**ACTIVITY:** Return each line below holding the string "EventStore".

**DATA EXTRACTS:**

// src/projector/variant.rs
// Per-variant lifecycle state folded from the shared event stream

use super::anomaly::Anomaly;
use crate::types::{CompletedReason, EventType, Variant, VariantPhase};
use chrono::{DateTime, Utc};
use rust_decimal::Decimal;
use serde::Serialize;

#[derive(Debug, Clone, PartialEq, Serialize)]
pub struct VariantState {
    pub variant: Variant,
    pub phase: VariantPhase,
    pub max_favorable_r: Decimal,
    pub max_adverse_r: Decimal,
    pub completed_reason: Option<CompletedReason>,
    pub completed_at: Option<DateTime<Utc>>,
    pub exit_price: Option<Decimal>,
    /// Last MFE/MAE observation, used for staleness.
    pub last_update_at: Option<DateTime<Utc>>,
    /// Stop moved to entry. Only the BE=1 variant ever sets this.
    pub stop_at_entry: bool,
    pub breakeven_at: Option<DateTime<Utc>>,
}

impl VariantState {
    pub fn awaiting(variant: Variant) -> Self {
        Self {
            variant,
            phase: VariantPhase::AwaitingEntry,
            max_favorable_r: Decimal::ZERO,
            max_adverse_r: Decimal::ZERO,
            completed_reason: None,
            completed_at: None,
            exit_price: None,
            last_update_at: None,
            stop_at_entry: false,
            breakeven_at: None,
        }
    }

    pub fn is_active(&self) -> bool {
        self.phase == VariantPhase::Active
    }

    pub fn is_completed(&self) -> bool {
        self.phase == VariantPhase::Completed
    }

    pub(crate) fn activate(&mut self, at: DateTime<Utc>) {
        self.phase = VariantPhase::Active;
        self.last_update_at = Some(at);
    }

    /// Folds in a reported favorable excursion. Values only ratchet upward; a
    /// lower report still counts as a sign of life.
    pub(crate) fn observe_favorable(
        &mut self,
        reported: Decimal,
        event_type: EventType,
        at: DateTime<Utc>,
        anomalies: &mut Vec<Anomaly>,
    ) {
        match self.phase {
            VariantPhase::Active => {
                if reported < self.max_favorable_r {
                    anomalies.push(Anomaly::FavorableRegression {
                        variant: self.variant,
                        reported,
                        recorded: self.max_favorable_r,
                        at,
                    });
                } else {
                    self.max_favorable_r = reported;
                }
                self.touch(at);
            }
            VariantPhase::Completed if reported > self.max_favorable_r => {
                anomalies.push(Anomaly::UpdateAfterCompletion {
                    variant: self.variant,
                    event_type,
                    at,
                });
            }
            _ => {}
        }
    }

    /// Returns whether `reported` was below the recorded value so the caller can
    /// raise the shared-path anomaly once rather than once per variant.
    pub(crate) fn observe_adverse(&mut self, reported: Decimal, at: DateTime<Utc>) -> bool {
        if !self.is_active() {
            return false;
        }
        self.touch(at);
        if reported < self.max_adverse_r {
            return true;
        }
        self.max_adverse_r = reported;
        false
    }

    pub(crate) fn complete(
        &mut self,
        reason: CompletedReason,
        at: DateTime<Utc>,
        exit_price: Option<Decimal>,
    ) {
        self.phase = VariantPhase::Completed;
        self.completed_reason = Some(reason);
        self.completed_at = Some(at);
        self.exit_price = exit_price;
        self.touch(at);
    }

    /// Pre-entry invalidation: excursion data gathered so far is discarded.
    pub(crate) fn cancel(&mut self, at: DateTime<Utc>) {
        self.max_favorable_r = Decimal::ZERO;
        self.max_adverse_r = Decimal::ZERO;
        self.complete(CompletedReason::Cancelled, at, None);
    }

    fn touch(&mut self, at: DateTime<Utc>) {
        self.last_update_at = Some(self.last_update_at.map_or(at, |prev| prev.max(at)));
    }
}
// src/errors.rs
use axum::http::StatusCode;
use axum::response::{IntoResponse, Response};
use axum::Json;
use serde_json::json;
use std::time::Duration;

/// Why a webhook payload could not be turned into a `TradeEvent`.
#[derive(Debug, Clone, PartialEq, thiserror::Error)]
pub enum ValidationError {
    #[error("payload must be a JSON object")]
    NotAnObject,

    #[error("missing event_type")]
    MissingEventType,

    #[error("unknown event_type: {0}")]
    UnknownEventType(String),

    #[error("missing trade_id")]
    MissingTradeId,

    #[error("malformed trade_id '{0}': expected YYYYMMDD_HHMMSSfff_DIRECTION")]
    MalformedTradeId(String),

    #[error("missing {0} on ENTRY event")]
    MissingPrice(&'static str),

    #[error("{field} is not a finite decimal: {value}")]
    InvalidNumber { field: &'static str, value: String },

    #[error("invalid {field}: {value}")]
    InvalidTimestamp { field: &'static str, value: String },

    #[error("unknown direction: {0}")]
    UnknownDirection(String),

    #[error("unknown variant: {0}")]
    UnknownVariant(String),

    #[error("entry_price equals stop_loss_price, risk distance is zero")]
    ZeroRisk,

    #[error("risk distance between entry_price and stop_loss_price is out of range")]
    RiskOverflow,

    #[error("batch payload 'signals' must be an array")]
    InvalidBatch,
}

#[derive(Debug, thiserror::Error)]
pub enum StoreError {
    #[error("database error: {0}")]
    Database(#[from] sqlx::Error),

    #[error("corrupt stored event {trade_id}: {reason}")]
    Corrupt { trade_id: String, reason: String },

    #[error("storage did not respond within {0:?}")]
    Timeout(Duration),
}

#[derive(Debug, thiserror::Error)]
pub enum ServiceError {
    #[error(transparent)]
    Validation(#[from] ValidationError),

    #[error(transparent)]
    Storage(#[from] StoreError),

    #[error("trade not found: {0}")]
    NotFound(String),

    #[error("bad request: {0}")]
    BadRequest(String),
}

impl ServiceError {
    pub fn status_code(&self) -> StatusCode {
        match self {
            ServiceError::Validation(_) | ServiceError::BadRequest(_) => StatusCode::BAD_REQUEST,
            ServiceError::NotFound(_) => StatusCode::NOT_FOUND,
            // retryable by the indicator
            ServiceError::Storage(_) => StatusCode::SERVICE_UNAVAILABLE,
        }
    }
}

impl IntoResponse for ServiceError {
    fn into_response(self) -> Response {
        let status = self.status_code();
        match &self {
            ServiceError::Storage(e) => tracing::error!("Storage error: {}", e),
            ServiceError::Validation(e) => tracing::warn!("Rejected payload: {}", e),
            _ => tracing::debug!("Request failed: {}", self),
        }
        let body = json!({
            "success": false,
            "error": self.to_string(),
            "retryable": status == StatusCode::SERVICE_UNAVAILABLE,
        });
        (status, Json(body)).into_response()
    }
}
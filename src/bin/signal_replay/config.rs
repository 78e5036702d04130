// config.rs
use chrono_tz::Tz;
use clap::Parser;

#[derive(Parser, Debug)]
#[command(name = "signal-replay")]
#[command(about = "Rebuild trade projections from an archived webhook log")]
pub struct Args {
    /// JSON-lines file, one webhook body per line (optionally wrapped as {"received_at", "payload"})
    #[arg(short, long)]
    pub input: String,

    /// Output CSV file path
    #[arg(short, long, default_value = "replayed_trades.csv")]
    pub output: String,

    /// IANA zone the indicator encodes trade_id times in
    #[arg(short, long, default_value = "America/New_York")]
    pub timezone: String,

    /// Enable debug logging
    #[arg(short, long)]
    pub debug: bool,
}

#[derive(Debug)]
pub struct ReplayConfig {
    pub input_file: String,
    pub output_file: String,
    pub signal_tz: Tz,
}

impl ReplayConfig {
    pub fn from_args(args: Args) -> Result<Self, String> {
        let signal_tz = args
            .timezone
            .parse::<Tz>()
            .map_err(|_| format!("unknown time zone '{}'", args.timezone))?;
        Ok(Self {
            input_file: args.input,
            output_file: args.output,
            signal_tz,
        })
    }
}

pub fn setup_logging(debug: bool) {
    let level = if debug { "debug" } else { "info" };
    tracing_subscriber::fmt()
        .with_env_filter(
            tracing_subscriber::EnvFilter::try_from_default_env()
                .unwrap_or_else(|_| tracing_subscriber::EnvFilter::new(level)),
        )
        .with_target(false)
        .init();
}
// src/lib.rs
pub mod api;
pub mod config;
pub mod errors;
pub mod ingest;
pub mod normalizer;
pub mod projector;
pub mod read_model;
pub mod state;
pub mod store;
pub mod types;
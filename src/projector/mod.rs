// src/projector/mod.rs
// Dual-strategy projector: folds one trade's event log into BE=1 and No-BE variant states

pub mod anomaly;
pub mod variant;

use crate::store::sort_events;
use crate::types::{CompletedReason, EventType, TradeEvent, Variant, VariantPhase};
use chrono::{DateTime, Utc};
use rust_decimal::Decimal;
use serde::Serialize;
use tracing::warn;

pub use anomaly::Anomaly;
pub use variant::VariantState;

#[derive(Debug, Clone, Copy, PartialEq, Eq, Serialize)]
#[serde(rename_all = "SCREAMING_SNAKE_CASE")]
pub enum TradeStatus {
    /// No ENTRY yet; excluded from the active and completed sets.
    AwaitingEntry,
    /// At least one variant is still running.
    Active,
    /// Both variants completed.
    Completed,
}

#[derive(Debug, Clone, Serialize)]
pub struct TradeProjection {
    pub trade_id: String,
    #[serde(skip)]
    pub entry: Option<TradeEvent>,
    pub be1: VariantState,
    pub no_be: VariantState,
    pub diagnostics: Vec<Anomaly>,
    pub event_count: usize,
    pub last_event_at: Option<DateTime<Utc>>,
}

impl TradeProjection {
    fn new(trade_id: &str) -> Self {
        Self {
            trade_id: trade_id.to_string(),
            entry: None,
            be1: VariantState::awaiting(Variant::Be1),
            no_be: VariantState::awaiting(Variant::NoBe),
            diagnostics: Vec::new(),
            event_count: 0,
            last_event_at: None,
        }
    }

    pub fn status(&self) -> TradeStatus {
        if self.entry.is_none() {
            TradeStatus::AwaitingEntry
        } else if self.be1.is_completed() && self.no_be.is_completed() {
            TradeStatus::Completed
        } else {
            TradeStatus::Active
        }
    }

    pub fn variant(&self, variant: Variant) -> &VariantState {
        match variant {
            Variant::Be1 => &self.be1,
            Variant::NoBe => &self.no_be,
        }
    }

    fn variant_mut(&mut self, variant: Variant) -> &mut VariantState {
        match variant {
            Variant::Be1 => &mut self.be1,
            Variant::NoBe => &mut self.no_be,
        }
    }

    /// Time the later of the two variants completed.
    pub fn completed_at(&self) -> Option<DateTime<Utc>> {
        match (self.be1.completed_at, self.no_be.completed_at) {
            (Some(a), Some(b)) => Some(a.max(b)),
            _ => None,
        }
    }

    pub fn is_cancelled(&self) -> bool {
        self.be1.completed_reason == Some(CompletedReason::Cancelled)
            && self.no_be.completed_reason == Some(CompletedReason::Cancelled)
    }

    /// Applies the excursion values an event carries to whichever variants are
    /// still listening.
    fn observe_path(&mut self, event: &TradeEvent) {
        let at = event.event_timestamp;
        if let Some(be) = event.be_mfe_r {
            self.be1
                .observe_favorable(be, event.event_type, at, &mut self.diagnostics);
        }
        if let Some(no_be) = event.no_be_mfe_r {
            self.no_be
                .observe_favorable(no_be, event.event_type, at, &mut self.diagnostics);
        }
        if let Some(mae) = event.mae_r {
            let recorded = self.be1.max_adverse_r.max(self.no_be.max_adverse_r);
            let be_regressed = self.be1.observe_adverse(mae, at);
            let no_be_regressed = self.no_be.observe_adverse(mae, at);
            if be_regressed || no_be_regressed {
                self.diagnostics.push(Anomaly::AdverseRegression {
                    reported: mae,
                    recorded,
                    at,
                });
            }
        }
    }

    fn exit(&mut self, variant: Variant, reason: CompletedReason, event: &TradeEvent) {
        let state = self.variant_mut(variant);
        if state.is_completed() {
            self.diagnostics.push(Anomaly::DuplicateExit {
                variant,
                event_type: event.event_type,
                at: event.event_timestamp,
            });
            return;
        }
        state.complete(reason, event.event_timestamp, event.current_price);
    }

    fn apply(&mut self, event: &TradeEvent, pre_entry: &mut Vec<(EventType, DateTime<Utc>)>) {
        let at = event.event_timestamp;
        self.event_count += 1;
        self.last_event_at = Some(self.last_event_at.map_or(at, |prev| prev.max(at)));

        if event.event_type == EventType::Entry {
            if self.entry.is_some() {
                self.diagnostics.push(Anomaly::DuplicateEntry { at });
            } else {
                self.entry = Some(event.clone());
                self.be1.activate(at);
                self.no_be.activate(at);
            }
            return;
        }

        if self.entry.is_none() {
            pre_entry.push((event.event_type, at));
            return;
        }

        match event.event_type {
            EventType::Entry => {}
            EventType::MfeUpdate => self.observe_path(event),
            EventType::BeTriggered => {
                self.observe_path(event);
                if !self.be1.is_active() {
                    self.diagnostics.push(Anomaly::UpdateAfterCompletion {
                        variant: Variant::Be1,
                        event_type: event.event_type,
                        at,
                    });
                } else if self.be1.stop_at_entry {
                    self.diagnostics.push(Anomaly::DuplicateBreakeven { at });
                } else {
                    if self.be1.max_favorable_r < Decimal::ONE {
                        self.diagnostics.push(Anomaly::BreakevenBelowThreshold {
                            max_favorable_r: self.be1.max_favorable_r,
                            at,
                        });
                    }
                    self.be1.stop_at_entry = true;
                    self.be1.breakeven_at = Some(at);
                }
            }
            EventType::ExitBreakEven => {
                self.observe_path(event);
                if self.be1.is_active() && !self.be1.stop_at_entry {
                    self.diagnostics
                        .push(Anomaly::BreakEvenExitWithoutTrigger { at });
                }
                self.exit(Variant::Be1, CompletedReason::BreakEvenStop, event);
            }
            EventType::ExitStopLoss => {
                self.observe_path(event);
                match event.variant {
                    Some(scope) => {
                        for variant in [Variant::Be1, Variant::NoBe] {
                            if scope.includes(variant) {
                                self.exit(variant, CompletedReason::StopLoss, event);
                            }
                        }
                    }
                    None => {
                        let active: Vec<Variant> = [Variant::Be1, Variant::NoBe]
                            .into_iter()
                            .filter(|v| self.variant(*v).is_active())
                            .collect();
                        if active.is_empty() {
                            for variant in [Variant::Be1, Variant::NoBe] {
                                self.exit(variant, CompletedReason::StopLoss, event);
                            }
                        }
                        for variant in active {
                            self.exit(variant, CompletedReason::StopLoss, event);
                        }
                    }
                }
            }
            EventType::Cancelled => {
                for variant in [Variant::Be1, Variant::NoBe] {
                    let state = self.variant_mut(variant);
                    if state.is_active() {
                        state.cancel(at);
                    } else {
                        self.diagnostics
                            .push(Anomaly::CancelAfterCompletion { variant, at });
                    }
                }
            }
        }
    }
}
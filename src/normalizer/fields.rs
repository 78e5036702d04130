// src/normalizer/fields.rs
// Tolerant field extraction for the evolving indicator payload schema

use crate::errors::ValidationError;
use chrono::{DateTime, TimeZone, Timelike, Utc};
use rust_decimal::{Decimal, RoundingStrategy};
use serde_json::{Map, Value};
use std::str::FromStr;

/// Decimal places kept for R-multiples.
pub const R_SCALE: u32 = 4;

pub fn first<'a>(obj: &'a Map<String, Value>, keys: &[&str]) -> Option<&'a Value> {
    keys.iter()
        .filter_map(|k| obj.get(*k))
        .find(|v| !v.is_null())
}

pub fn string_field(obj: &Map<String, Value>, keys: &[&str]) -> Option<String> {
    match first(obj, keys)? {
        Value::String(s) if !s.trim().is_empty() => Some(s.trim().to_string()),
        Value::Number(n) => Some(n.to_string()),
        _ => None,
    }
}

/// Reads a finite decimal. Absent (or empty string) is `Ok(None)`, anything
/// present but unparseable is an error.
pub fn decimal_field(
    obj: &Map<String, Value>,
    keys: &[&str],
    field: &'static str,
) -> Result<Option<Decimal>, ValidationError> {
    let value = match first(obj, keys) {
        Some(v) => v,
        None => return Ok(None),
    };
    let invalid = || ValidationError::InvalidNumber {
        field,
        value: value.to_string(),
    };
    let text = match value {
        Value::Number(n) => n.to_string(),
        Value::String(s) if s.trim().is_empty() => return Ok(None),
        Value::String(s) => s.trim().to_string(),
        _ => return Err(invalid()),
    };
    Decimal::from_str(&text)
        .or_else(|_| Decimal::from_scientific(&text))
        .map(Some)
        .map_err(|_| invalid())
}

pub fn round_r(value: Decimal) -> Decimal {
    value.round_dp_with_strategy(R_SCALE, RoundingStrategy::MidpointAwayFromZero)
}

/// Favorable excursion is never below zero.
pub fn favorable_r(value: Option<Decimal>) -> Option<Decimal> {
    value.map(|v| round_r(v.max(Decimal::ZERO)))
}

/// Adverse excursion is kept as a magnitude regardless of the sign sent.
pub fn adverse_r(value: Option<Decimal>) -> Option<Decimal> {
    value.map(|v| round_r(v.abs()))
}

/// RFC 3339, `YYYY-MM-DD HH:MM:SS` (UTC) or epoch milliseconds. Epoch values too
/// small to be milliseconds are read as seconds.
pub fn timestamp_field(
    obj: &Map<String, Value>,
    keys: &[&str],
) -> Result<Option<DateTime<Utc>>, ValidationError> {
    let value = match first(obj, keys) {
        Some(v) => v,
        None => return Ok(None),
    };
    let invalid = || ValidationError::InvalidTimestamp {
        field: "event_timestamp",
        value: value.to_string(),
    };
    let parsed = match value {
        Value::Number(n) => n.as_i64().and_then(epoch_to_utc),
        Value::String(s) => {
            let s = s.trim();
            DateTime::parse_from_rfc3339(s)
                .map(|dt| dt.with_timezone(&Utc))
                .ok()
                .or_else(|| s.parse::<i64>().ok().and_then(epoch_to_utc))
                .or_else(|| {
                    chrono::NaiveDateTime::parse_from_str(s, "%Y-%m-%d %H:%M:%S%.f")
                        .ok()
                        .map(|naive| Utc.from_utc_datetime(&naive))
                })
        }
        _ => None,
    };
    parsed.map(|ts| Some(truncate_to_micros(ts))).ok_or_else(invalid)
}

fn epoch_to_utc(raw: i64) -> Option<DateTime<Utc>> {
    // 1e11 ms is March 1973; anything smaller is seconds
    if raw.unsigned_abs() < 100_000_000_000 {
        Utc.timestamp_opt(raw, 0).single()
    } else {
        Utc.timestamp_millis_opt(raw).single()
    }
}

/// Postgres keeps microseconds; truncating up front keeps idempotency keys
/// identical across stores.
pub fn truncate_to_micros(ts: DateTime<Utc>) -> DateTime<Utc> {
    ts.with_nanosecond(ts.nanosecond() / 1_000 * 1_000)
        .unwrap_or(ts)
}
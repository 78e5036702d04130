// src/ingest.rs
// Webhook ingestion: normalize, append under a per-trade lock, invalidate projections

use crate::errors::{ServiceError, StoreError};
use crate::normalizer::{normalize_payload, Rejection};
use crate::read_model::ReadModelService;
use crate::store::EventStore;
use crate::types::{EventType, TradeEvent};
use chrono::{DateTime, Utc};
use chrono_tz::Tz;
use dashmap::DashMap;
use serde::Serialize;
use serde_json::Value;
use std::future::Future;
use std::sync::Arc;
use std::time::Duration;
use tokio::sync::Mutex;
use tracing::{debug, info, warn};

/// Outcome of one webhook call.
#[derive(Debug, Default, Clone, Serialize)]
pub struct IngestReport {
    pub is_batch: bool,
    pub accepted: usize,
    pub inserted: usize,
    pub duplicates: usize,
    /// Accepted events whose trade_id has no ENTRY stored.
    pub orphaned: usize,
    pub trade_ids: Vec<String>,
    pub errors: Vec<Rejection>,
}

#[derive(Debug, Clone, Copy, PartialEq, Eq)]
pub enum AppendOutcome {
    Inserted,
    Duplicate,
}

pub struct IngestService {
    store: Arc<dyn EventStore>,
    read_model: Arc<ReadModelService>,
    locks: DashMap<String, Arc<Mutex<()>>>,
    append_timeout: Duration,
    signal_tz: Tz,
}

impl IngestService {
    pub fn new(
        store: Arc<dyn EventStore>,
        read_model: Arc<ReadModelService>,
        append_timeout: Duration,
        signal_tz: Tz,
    ) -> Self {
        Self {
            store,
            read_model,
            locks: DashMap::new(),
            append_timeout,
            signal_tz,
        }
    }

    /// Normalizes and stores one webhook body. Envelope problems and storage
    /// failures are `Err`; bad items inside a batch are reported in
    /// `IngestReport::errors`.
    pub async fn ingest(
        &self,
        payload: &Value,
        received_at: DateTime<Utc>,
    ) -> Result<IngestReport, ServiceError> {
        let batch = normalize_payload(payload, self.signal_tz, received_at)?;
        let mut report = IngestReport {
            is_batch: batch.is_batch,
            errors: batch.rejections,
            ..Default::default()
        };

        for event in &batch.events {
            let outcome = self.append(event).await?;
            report.accepted += 1;
            match outcome {
                AppendOutcome::Inserted => report.inserted += 1,
                AppendOutcome::Duplicate => report.duplicates += 1,
            }
            if event.event_type != EventType::Entry
                && !self.bounded(self.store.has_entry(&event.trade_id)).await?
            {
                warn!(
                    "Orphaned {} for {}: no ENTRY stored",
                    event.event_type, event.trade_id
                );
                report.orphaned += 1;
            }
            if !report.trade_ids.contains(&event.trade_id) {
                report.trade_ids.push(event.trade_id.clone());
            }
        }

        if report.is_batch {
            info!(
                "Batch ingested: {} accepted ({} new, {} duplicate), {} rejected",
                report.accepted,
                report.inserted,
                report.duplicates,
                report.errors.len()
            );
        }
        Ok(report)
    }

    /// Appends one event. Appends for the same trade_id are serialized.
    pub async fn append(&self, event: &TradeEvent) -> Result<AppendOutcome, StoreError> {
        let lock = self.trade_lock(&event.trade_id);
        let result = {
            let _guard = lock.lock().await;
            self.bounded(self.store.append(event)).await
        };
        drop(lock);
        self.locks
            .remove_if(&event.trade_id, |_, l| Arc::strong_count(l) == 1);

        if result? {
            self.read_model.invalidate(&event.trade_id);
            debug!(
                "Stored {} for {} at {}",
                event.event_type, event.trade_id, event.event_timestamp
            );
            Ok(AppendOutcome::Inserted)
        } else {
            debug!("Duplicate {} for {} acknowledged", event.event_type, event.trade_id);
            Ok(AppendOutcome::Duplicate)
        }
    }

    /// Operator cleanup: removes every event of the listed trades.
    pub async fn delete_trades(&self, trade_ids: &[String]) -> Result<u64, ServiceError> {
        if trade_ids.is_empty() {
            return Err(ServiceError::BadRequest("trade_ids must not be empty".to_string()));
        }
        let deleted = self.store.delete_trades(trade_ids).await?;
        for trade_id in trade_ids {
            self.read_model.forget(trade_id);
        }
        info!("Operator deleted {} trades ({} events)", trade_ids.len(), deleted);
        Ok(deleted)
    }

    fn trade_lock(&self, trade_id: &str) -> Arc<Mutex<()>> {
        Arc::clone(
            self.locks
                .entry(trade_id.to_string())
                .or_insert_with(|| Arc::new(Mutex::new(())))
                .value(),
        )
    }

    async fn bounded<T>(
        &self,
        fut: impl Future<Output = Result<T, StoreError>>,
    ) -> Result<T, StoreError> {
        match tokio::time::timeout(self.append_timeout, fut).await {
            Ok(result) => result,
            Err(_) => {
                warn!("Storage call exceeded {:?}", self.append_timeout);
                Err(StoreError::Timeout(self.append_timeout))
            }
        }
    }
}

**ANSWER SECTION:**
use crate::store::EventStore;
    store: Arc<dyn EventStore>,
        store: Arc<dyn EventStore>,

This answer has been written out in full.